*** Opening of SUPPLIED MATERIAL ***
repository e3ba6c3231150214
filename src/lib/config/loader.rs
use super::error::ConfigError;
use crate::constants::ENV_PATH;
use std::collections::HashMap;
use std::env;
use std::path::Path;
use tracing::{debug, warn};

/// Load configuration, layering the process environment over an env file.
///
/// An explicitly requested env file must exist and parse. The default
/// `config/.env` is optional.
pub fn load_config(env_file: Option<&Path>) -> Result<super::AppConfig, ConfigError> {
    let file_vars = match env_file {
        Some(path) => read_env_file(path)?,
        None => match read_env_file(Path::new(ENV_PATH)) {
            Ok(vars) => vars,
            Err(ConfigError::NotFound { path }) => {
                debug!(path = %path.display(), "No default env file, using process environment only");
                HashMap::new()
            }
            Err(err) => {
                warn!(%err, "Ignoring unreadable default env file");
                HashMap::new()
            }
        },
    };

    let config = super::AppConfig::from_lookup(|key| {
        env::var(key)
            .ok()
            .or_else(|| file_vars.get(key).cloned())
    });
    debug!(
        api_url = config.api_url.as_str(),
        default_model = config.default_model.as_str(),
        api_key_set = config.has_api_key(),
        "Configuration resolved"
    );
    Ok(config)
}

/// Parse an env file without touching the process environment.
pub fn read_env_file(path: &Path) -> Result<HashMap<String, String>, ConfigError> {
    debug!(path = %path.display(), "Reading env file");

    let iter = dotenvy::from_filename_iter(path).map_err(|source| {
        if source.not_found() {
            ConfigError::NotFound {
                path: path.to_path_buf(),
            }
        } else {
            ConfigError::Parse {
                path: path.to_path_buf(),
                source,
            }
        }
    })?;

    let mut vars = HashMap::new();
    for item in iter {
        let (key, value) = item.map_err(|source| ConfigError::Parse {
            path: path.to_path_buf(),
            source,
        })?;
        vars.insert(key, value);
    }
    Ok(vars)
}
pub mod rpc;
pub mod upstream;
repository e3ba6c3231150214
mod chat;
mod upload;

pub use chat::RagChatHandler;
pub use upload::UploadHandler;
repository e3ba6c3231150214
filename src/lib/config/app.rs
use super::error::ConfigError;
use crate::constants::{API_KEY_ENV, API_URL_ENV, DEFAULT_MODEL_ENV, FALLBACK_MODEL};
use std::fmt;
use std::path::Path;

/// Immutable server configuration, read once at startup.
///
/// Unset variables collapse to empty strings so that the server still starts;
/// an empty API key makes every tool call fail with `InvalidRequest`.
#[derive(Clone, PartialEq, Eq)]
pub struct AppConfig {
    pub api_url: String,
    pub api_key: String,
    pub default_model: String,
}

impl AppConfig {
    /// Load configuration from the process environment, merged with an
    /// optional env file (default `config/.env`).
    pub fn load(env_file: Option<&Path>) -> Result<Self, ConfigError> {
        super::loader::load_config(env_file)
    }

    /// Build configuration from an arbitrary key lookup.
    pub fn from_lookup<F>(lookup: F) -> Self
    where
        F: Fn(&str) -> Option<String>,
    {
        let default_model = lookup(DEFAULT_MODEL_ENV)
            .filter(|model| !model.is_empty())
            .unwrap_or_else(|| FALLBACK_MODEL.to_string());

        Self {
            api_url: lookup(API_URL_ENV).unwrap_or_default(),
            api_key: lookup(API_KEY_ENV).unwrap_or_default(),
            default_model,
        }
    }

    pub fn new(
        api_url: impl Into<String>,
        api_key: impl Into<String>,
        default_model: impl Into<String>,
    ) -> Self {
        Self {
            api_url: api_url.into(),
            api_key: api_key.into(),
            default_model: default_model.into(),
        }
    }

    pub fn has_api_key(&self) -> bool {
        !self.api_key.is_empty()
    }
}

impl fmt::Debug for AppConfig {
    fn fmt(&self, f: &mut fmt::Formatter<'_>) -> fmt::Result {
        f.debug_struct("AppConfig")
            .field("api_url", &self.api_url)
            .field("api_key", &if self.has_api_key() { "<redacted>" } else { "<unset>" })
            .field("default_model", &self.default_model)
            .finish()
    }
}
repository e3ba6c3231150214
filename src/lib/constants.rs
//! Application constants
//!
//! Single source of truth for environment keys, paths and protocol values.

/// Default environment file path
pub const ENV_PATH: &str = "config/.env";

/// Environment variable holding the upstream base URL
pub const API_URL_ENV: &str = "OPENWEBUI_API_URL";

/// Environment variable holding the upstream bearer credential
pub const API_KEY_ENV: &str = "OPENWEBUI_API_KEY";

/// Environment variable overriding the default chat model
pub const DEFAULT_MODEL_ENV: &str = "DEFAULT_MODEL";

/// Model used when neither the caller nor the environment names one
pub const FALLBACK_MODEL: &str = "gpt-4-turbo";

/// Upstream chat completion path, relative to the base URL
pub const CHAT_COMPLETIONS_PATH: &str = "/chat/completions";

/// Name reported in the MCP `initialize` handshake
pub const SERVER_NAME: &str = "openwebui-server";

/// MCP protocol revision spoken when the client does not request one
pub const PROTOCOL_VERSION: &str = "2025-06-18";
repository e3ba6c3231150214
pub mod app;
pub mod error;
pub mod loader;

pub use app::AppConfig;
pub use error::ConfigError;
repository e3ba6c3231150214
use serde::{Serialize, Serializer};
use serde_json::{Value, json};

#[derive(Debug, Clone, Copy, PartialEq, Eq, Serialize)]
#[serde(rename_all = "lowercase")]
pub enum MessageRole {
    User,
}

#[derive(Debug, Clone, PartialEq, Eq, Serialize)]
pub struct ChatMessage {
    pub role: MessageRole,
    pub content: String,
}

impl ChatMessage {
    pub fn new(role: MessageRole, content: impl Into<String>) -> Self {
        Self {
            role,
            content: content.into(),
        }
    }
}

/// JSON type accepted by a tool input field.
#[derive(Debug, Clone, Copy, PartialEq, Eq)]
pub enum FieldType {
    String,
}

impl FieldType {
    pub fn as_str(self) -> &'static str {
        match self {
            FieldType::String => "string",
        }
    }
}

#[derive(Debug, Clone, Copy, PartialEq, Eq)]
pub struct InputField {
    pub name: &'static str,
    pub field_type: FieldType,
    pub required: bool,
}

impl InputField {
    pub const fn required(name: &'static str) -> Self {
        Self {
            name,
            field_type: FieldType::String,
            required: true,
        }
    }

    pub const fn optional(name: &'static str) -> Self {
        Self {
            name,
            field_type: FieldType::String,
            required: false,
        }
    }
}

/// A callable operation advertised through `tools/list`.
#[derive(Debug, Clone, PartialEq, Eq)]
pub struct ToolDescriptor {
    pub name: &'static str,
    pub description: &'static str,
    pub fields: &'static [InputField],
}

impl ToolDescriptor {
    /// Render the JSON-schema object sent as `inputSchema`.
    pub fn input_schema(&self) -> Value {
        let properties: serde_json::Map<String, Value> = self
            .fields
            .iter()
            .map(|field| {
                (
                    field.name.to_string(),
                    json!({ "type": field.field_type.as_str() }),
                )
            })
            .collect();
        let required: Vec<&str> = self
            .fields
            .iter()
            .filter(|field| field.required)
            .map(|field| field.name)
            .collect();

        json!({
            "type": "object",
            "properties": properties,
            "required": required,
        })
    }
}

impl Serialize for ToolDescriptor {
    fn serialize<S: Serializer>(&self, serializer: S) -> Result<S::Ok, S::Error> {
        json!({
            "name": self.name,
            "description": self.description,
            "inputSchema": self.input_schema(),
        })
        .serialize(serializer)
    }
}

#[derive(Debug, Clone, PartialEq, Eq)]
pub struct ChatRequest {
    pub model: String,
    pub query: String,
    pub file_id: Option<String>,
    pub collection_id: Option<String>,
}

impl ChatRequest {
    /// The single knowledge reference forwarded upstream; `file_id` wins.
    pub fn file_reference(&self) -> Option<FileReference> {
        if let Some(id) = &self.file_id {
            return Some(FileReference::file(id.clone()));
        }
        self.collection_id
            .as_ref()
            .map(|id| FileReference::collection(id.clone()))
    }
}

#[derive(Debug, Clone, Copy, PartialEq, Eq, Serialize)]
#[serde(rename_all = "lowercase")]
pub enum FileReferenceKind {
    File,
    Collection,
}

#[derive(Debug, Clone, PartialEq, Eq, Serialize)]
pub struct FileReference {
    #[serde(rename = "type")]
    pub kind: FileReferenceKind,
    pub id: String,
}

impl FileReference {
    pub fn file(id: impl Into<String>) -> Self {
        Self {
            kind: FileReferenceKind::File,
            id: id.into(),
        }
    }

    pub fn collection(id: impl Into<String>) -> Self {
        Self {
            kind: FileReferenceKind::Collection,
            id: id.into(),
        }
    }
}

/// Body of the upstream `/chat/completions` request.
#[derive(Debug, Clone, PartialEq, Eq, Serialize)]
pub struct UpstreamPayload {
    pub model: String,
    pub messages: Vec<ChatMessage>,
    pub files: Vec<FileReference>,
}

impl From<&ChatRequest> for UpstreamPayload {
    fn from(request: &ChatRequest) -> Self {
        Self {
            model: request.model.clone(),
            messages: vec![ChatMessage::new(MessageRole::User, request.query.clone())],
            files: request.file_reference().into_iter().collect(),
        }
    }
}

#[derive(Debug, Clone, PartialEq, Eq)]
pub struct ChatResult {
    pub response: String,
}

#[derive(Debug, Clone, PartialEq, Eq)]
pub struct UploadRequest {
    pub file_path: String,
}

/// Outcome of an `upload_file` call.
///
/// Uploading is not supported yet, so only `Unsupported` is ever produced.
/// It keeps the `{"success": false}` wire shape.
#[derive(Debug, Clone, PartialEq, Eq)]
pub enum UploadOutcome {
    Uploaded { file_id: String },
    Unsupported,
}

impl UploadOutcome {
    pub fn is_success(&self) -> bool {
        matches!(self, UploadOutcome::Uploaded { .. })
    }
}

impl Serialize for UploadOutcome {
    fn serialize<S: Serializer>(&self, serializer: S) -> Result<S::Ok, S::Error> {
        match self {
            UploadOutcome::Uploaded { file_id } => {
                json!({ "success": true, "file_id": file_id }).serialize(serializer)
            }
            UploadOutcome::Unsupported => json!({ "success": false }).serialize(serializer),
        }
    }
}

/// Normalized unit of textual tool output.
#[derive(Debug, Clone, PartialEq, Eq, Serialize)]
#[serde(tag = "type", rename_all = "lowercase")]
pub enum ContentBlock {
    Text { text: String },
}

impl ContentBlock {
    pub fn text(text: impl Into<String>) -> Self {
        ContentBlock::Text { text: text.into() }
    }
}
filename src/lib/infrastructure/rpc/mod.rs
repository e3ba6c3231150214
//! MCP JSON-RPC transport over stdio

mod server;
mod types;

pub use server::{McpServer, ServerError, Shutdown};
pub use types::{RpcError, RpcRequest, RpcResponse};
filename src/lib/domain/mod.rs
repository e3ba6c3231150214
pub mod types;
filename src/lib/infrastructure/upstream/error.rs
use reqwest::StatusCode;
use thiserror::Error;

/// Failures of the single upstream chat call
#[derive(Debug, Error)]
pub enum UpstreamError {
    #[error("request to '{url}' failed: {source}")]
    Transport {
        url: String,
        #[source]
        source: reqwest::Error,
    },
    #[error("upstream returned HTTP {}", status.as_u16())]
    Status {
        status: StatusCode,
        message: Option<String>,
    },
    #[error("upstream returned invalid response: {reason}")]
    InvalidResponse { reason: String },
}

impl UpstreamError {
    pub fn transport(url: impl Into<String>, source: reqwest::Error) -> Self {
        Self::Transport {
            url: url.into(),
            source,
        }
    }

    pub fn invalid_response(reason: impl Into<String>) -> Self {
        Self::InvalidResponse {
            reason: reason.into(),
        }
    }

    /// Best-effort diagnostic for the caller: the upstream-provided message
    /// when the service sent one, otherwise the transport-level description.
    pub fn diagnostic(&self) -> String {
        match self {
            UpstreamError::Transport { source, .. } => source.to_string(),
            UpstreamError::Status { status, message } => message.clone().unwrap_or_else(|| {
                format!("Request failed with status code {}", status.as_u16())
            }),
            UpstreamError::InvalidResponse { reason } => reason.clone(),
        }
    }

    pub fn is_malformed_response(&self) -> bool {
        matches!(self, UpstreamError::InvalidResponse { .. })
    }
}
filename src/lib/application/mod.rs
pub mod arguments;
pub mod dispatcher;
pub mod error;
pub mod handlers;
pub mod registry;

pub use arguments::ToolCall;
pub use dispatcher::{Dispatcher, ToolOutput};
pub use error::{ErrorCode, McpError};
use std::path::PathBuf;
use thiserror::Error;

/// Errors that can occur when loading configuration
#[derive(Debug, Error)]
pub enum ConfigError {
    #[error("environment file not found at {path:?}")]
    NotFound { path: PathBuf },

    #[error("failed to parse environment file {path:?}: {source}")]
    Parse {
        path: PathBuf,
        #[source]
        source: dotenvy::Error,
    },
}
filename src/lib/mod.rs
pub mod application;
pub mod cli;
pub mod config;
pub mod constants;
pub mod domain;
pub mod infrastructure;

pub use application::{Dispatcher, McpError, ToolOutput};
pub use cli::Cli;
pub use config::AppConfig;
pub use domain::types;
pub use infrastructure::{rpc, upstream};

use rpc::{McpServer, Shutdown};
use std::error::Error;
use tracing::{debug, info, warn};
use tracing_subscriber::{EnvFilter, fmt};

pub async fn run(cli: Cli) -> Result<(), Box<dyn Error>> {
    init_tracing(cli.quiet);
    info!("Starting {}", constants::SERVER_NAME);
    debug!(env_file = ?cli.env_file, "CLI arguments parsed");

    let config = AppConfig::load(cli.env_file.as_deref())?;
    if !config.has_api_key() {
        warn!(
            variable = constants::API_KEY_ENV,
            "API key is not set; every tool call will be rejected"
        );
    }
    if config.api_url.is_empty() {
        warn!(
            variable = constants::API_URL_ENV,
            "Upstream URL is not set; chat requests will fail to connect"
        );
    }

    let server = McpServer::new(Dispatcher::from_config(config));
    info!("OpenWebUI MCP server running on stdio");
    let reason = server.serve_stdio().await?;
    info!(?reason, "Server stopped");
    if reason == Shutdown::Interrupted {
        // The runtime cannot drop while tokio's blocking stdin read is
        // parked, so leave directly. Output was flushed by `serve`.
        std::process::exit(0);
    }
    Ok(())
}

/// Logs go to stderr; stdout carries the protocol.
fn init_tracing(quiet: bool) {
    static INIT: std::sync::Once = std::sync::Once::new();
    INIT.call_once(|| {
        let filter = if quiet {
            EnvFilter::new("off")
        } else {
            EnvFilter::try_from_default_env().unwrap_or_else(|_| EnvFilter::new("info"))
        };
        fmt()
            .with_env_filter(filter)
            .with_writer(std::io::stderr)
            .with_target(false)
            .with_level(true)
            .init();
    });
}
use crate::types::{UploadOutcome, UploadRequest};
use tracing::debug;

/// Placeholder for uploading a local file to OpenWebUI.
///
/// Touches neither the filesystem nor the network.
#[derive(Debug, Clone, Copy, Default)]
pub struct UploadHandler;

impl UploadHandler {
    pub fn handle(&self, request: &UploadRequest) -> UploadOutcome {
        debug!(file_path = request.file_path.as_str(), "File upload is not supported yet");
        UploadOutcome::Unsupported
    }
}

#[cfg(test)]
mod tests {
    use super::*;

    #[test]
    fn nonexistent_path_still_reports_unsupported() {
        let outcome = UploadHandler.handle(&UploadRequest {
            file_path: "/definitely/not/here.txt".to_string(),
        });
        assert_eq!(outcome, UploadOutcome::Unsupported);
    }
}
*** Close of SUPPLIED MATERIAL ***
■ EXERCISE DESCRIPTION ■
Above are the entries. Output exactly the lines beginning with the line that has "pub const FALLBACK_MODEL: &str" and ending with the line that has "not request one".

■ SOLVED EXERCISE ■
pub const FALLBACK_MODEL: &str = "gpt-4-turbo";

/// Upstream chat completion path, relative to the base URL
pub const CHAT_COMPLETIONS_PATH: &str = "/chat/completions";

/// Name reported in the MCP `initialize` handshake
pub const SERVER_NAME: &str = "openwebui-server";

/// MCP protocol revision spoken when the client does not request one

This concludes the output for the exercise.